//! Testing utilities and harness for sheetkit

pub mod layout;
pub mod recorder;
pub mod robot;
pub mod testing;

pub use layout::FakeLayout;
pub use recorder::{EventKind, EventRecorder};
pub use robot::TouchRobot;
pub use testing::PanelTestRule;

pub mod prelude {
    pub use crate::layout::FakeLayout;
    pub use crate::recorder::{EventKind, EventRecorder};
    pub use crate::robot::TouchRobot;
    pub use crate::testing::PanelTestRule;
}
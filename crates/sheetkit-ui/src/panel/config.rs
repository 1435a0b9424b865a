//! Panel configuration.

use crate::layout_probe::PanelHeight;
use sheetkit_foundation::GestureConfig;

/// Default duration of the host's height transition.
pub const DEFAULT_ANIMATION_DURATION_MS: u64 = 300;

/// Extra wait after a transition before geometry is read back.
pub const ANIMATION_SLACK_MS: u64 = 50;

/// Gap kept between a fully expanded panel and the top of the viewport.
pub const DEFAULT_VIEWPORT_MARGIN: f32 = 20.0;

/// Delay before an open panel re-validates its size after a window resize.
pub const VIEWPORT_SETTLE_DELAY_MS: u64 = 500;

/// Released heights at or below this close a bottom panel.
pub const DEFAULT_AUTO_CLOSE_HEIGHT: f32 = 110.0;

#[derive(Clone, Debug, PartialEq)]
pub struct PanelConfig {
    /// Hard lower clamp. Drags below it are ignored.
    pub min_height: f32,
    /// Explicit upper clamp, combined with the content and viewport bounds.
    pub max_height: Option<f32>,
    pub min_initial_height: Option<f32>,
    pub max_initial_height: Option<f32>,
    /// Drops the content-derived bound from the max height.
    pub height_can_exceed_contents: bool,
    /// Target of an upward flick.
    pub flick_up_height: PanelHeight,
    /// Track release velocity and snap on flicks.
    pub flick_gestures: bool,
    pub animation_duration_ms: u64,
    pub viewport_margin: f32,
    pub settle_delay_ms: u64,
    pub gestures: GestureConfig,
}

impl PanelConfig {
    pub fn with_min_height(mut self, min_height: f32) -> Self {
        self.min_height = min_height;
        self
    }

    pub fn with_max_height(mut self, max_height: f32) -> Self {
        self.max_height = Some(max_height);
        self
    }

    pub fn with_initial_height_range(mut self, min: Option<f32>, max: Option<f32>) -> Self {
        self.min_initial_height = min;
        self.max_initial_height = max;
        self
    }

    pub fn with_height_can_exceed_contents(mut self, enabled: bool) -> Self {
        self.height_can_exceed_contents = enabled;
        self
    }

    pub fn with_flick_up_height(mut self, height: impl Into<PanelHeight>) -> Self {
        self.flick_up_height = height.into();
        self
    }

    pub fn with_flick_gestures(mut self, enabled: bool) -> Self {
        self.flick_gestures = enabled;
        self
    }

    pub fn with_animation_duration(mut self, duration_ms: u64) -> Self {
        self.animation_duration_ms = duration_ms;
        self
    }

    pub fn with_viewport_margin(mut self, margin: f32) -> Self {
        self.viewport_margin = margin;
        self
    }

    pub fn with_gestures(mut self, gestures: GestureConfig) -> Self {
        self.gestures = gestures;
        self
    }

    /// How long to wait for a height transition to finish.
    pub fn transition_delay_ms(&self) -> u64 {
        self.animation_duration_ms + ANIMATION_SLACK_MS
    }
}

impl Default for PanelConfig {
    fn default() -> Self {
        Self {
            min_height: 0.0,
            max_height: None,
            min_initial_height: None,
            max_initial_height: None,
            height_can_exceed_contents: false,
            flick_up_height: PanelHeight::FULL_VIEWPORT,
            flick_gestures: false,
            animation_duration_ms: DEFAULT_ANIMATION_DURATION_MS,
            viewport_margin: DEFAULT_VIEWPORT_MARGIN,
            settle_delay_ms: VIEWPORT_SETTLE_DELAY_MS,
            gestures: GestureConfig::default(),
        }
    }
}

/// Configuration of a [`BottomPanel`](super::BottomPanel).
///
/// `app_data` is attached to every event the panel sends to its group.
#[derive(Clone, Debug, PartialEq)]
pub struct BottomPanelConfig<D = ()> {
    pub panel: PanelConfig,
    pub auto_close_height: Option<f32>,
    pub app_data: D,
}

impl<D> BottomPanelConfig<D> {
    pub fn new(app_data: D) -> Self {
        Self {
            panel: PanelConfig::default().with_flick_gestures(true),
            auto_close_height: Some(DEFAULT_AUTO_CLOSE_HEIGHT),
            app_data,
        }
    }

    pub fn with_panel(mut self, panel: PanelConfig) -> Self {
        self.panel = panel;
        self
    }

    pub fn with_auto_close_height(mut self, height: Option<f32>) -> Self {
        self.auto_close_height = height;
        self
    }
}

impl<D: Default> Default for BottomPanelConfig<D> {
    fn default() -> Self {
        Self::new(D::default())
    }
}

___

> _What the task asks_:
In this exercise, you retype all of the data exactly as it appears above.

> _Written answer_:
//! Testing utilities and harness for sheetkit

pub mod layout;
pub mod recorder;
pub mod robot;
pub mod testing;

pub use layout::FakeLayout;
pub use recorder::{EventKind, EventRecorder};
pub use robot::TouchRobot;
pub use testing::PanelTestRule;

pub mod prelude {
    pub use crate::layout::FakeLayout;
    pub use crate::recorder::{EventKind, EventRecorder};
    pub use crate::robot::TouchRobot;
    pub use crate::testing::PanelTestRule;
}
filename crates/sheetkit-ui/src/panel/config.rs
repository 1435a0b9424b865a
//! Panel configuration.

use crate::layout_probe::PanelHeight;
use sheetkit_foundation::GestureConfig;

/// Default duration of the host's height transition.
pub const DEFAULT_ANIMATION_DURATION_MS: u64 = 300;

/// Extra wait after a transition before geometry is read back.
pub const ANIMATION_SLACK_MS: u64 = 50;

/// Gap kept between a fully expanded panel and the top of the viewport.
pub const DEFAULT_VIEWPORT_MARGIN: f32 = 20.0;

/// Delay before an open panel re-validates its size after a window resize.
pub const VIEWPORT_SETTLE_DELAY_MS: u64 = 500;

/// Released heights at or below this close a bottom panel.
pub const DEFAULT_AUTO_CLOSE_HEIGHT: f32 = 110.0;

#[derive(Clone, Debug, PartialEq)]
pub struct PanelConfig {
    /// Hard lower clamp. Drags below it are ignored.
    pub min_height: f32,
    /// Explicit upper clamp, combined with the content and viewport bounds.
    pub max_height: Option<f32>,
    pub min_initial_height: Option<f32>,
    pub max_initial_height: Option<f32>,
    /// Drops the content-derived bound from the max height.
    pub height_can_exceed_contents: bool,
    /// Target of an upward flick.
    pub flick_up_height: PanelHeight,
    /// Track release velocity and snap on flicks.
    pub flick_gestures: bool,
    pub animation_duration_ms: u64,
    pub viewport_margin: f32,
    pub settle_delay_ms: u64,
    pub gestures: GestureConfig,
}

impl PanelConfig {
    pub fn with_min_height(mut self, min_height: f32) -> Self {
        self.min_height = min_height;
        self
    }

    pub fn with_max_height(mut self, max_height: f32) -> Self {
        self.max_height = Some(max_height);
        self
    }

    pub fn with_initial_height_range(mut self, min: Option<f32>, max: Option<f32>) -> Self {
        self.min_initial_height = min;
        self.max_initial_height = max;
        self
    }

    pub fn with_height_can_exceed_contents(mut self, enabled: bool) -> Self {
        self.height_can_exceed_contents = enabled;
        self
    }

    pub fn with_flick_up_height(mut self, height: impl Into<PanelHeight>) -> Self {
        self.flick_up_height = height.into();
        self
    }

    pub fn with_flick_gestures(mut self, enabled: bool) -> Self {
        self.flick_gestures = enabled;
        self
    }

    pub fn with_animation_duration(mut self, duration_ms: u64) -> Self {
        self.animation_duration_ms = duration_ms;
        self
    }

    pub fn with_viewport_margin(mut self, margin: f32) -> Self {
        self.viewport_margin = margin;
        self
    }

    pub fn with_gestures(mut self, gestures: GestureConfig) -> Self {
        self.gestures = gestures;
        self
    }

    /// How long to wait for a height transition to finish.
    pub fn transition_delay_ms(&self) -> u64 {
        self.animation_duration_ms + ANIMATION_SLACK_MS
    }
}

impl Default for PanelConfig {
    fn default() -> Self {
        Self {
            min_height: 0.0,
            max_height: None,
            min_initial_height: None,
            max_initial_height: None,
            height_can_exceed_contents: false,
            flick_up_height: PanelHeight::FULL_VIEWPORT,
            flick_gestures: false,
            animation_duration_ms: DEFAULT_ANIMATION_DURATION_MS,
            viewport_margin: DEFAULT_VIEWPORT_MARGIN,
            settle_delay_ms: VIEWPORT_SETTLE_DELAY_MS,
            gestures: GestureConfig::default(),
        }
    }
}

/// Configuration of a [`BottomPanel`](super::BottomPanel).
///
/// `app_data` is attached to every event the panel sends to its group.
#[derive(Clone, Debug, PartialEq)]
pub struct BottomPanelConfig<D = ()> {
    pub panel: PanelConfig,
    pub auto_close_height: Option<f32>,
    pub app_data: D,
}

impl<D> BottomPanelConfig<D> {
    pub fn new(app_data: D) -> Self {
        Self {
            panel: PanelConfig::default().with_flick_gestures(true),
            auto_close_height: Some(DEFAULT_AUTO_CLOSE_HEIGHT),
            app_data,
        }
    }

    pub fn with_panel(mut self, panel: PanelConfig) -> Self {
        self.panel = panel;
        self
    }

    pub fn with_auto_close_height(mut self, height: Option<f32>) -> Self {
        self.auto_close_height = height;
        self
    }
}

impl<D: Default> Default for BottomPanelConfig<D> {
    fn default() -> Self {
        Self::new(D::default())
    }
}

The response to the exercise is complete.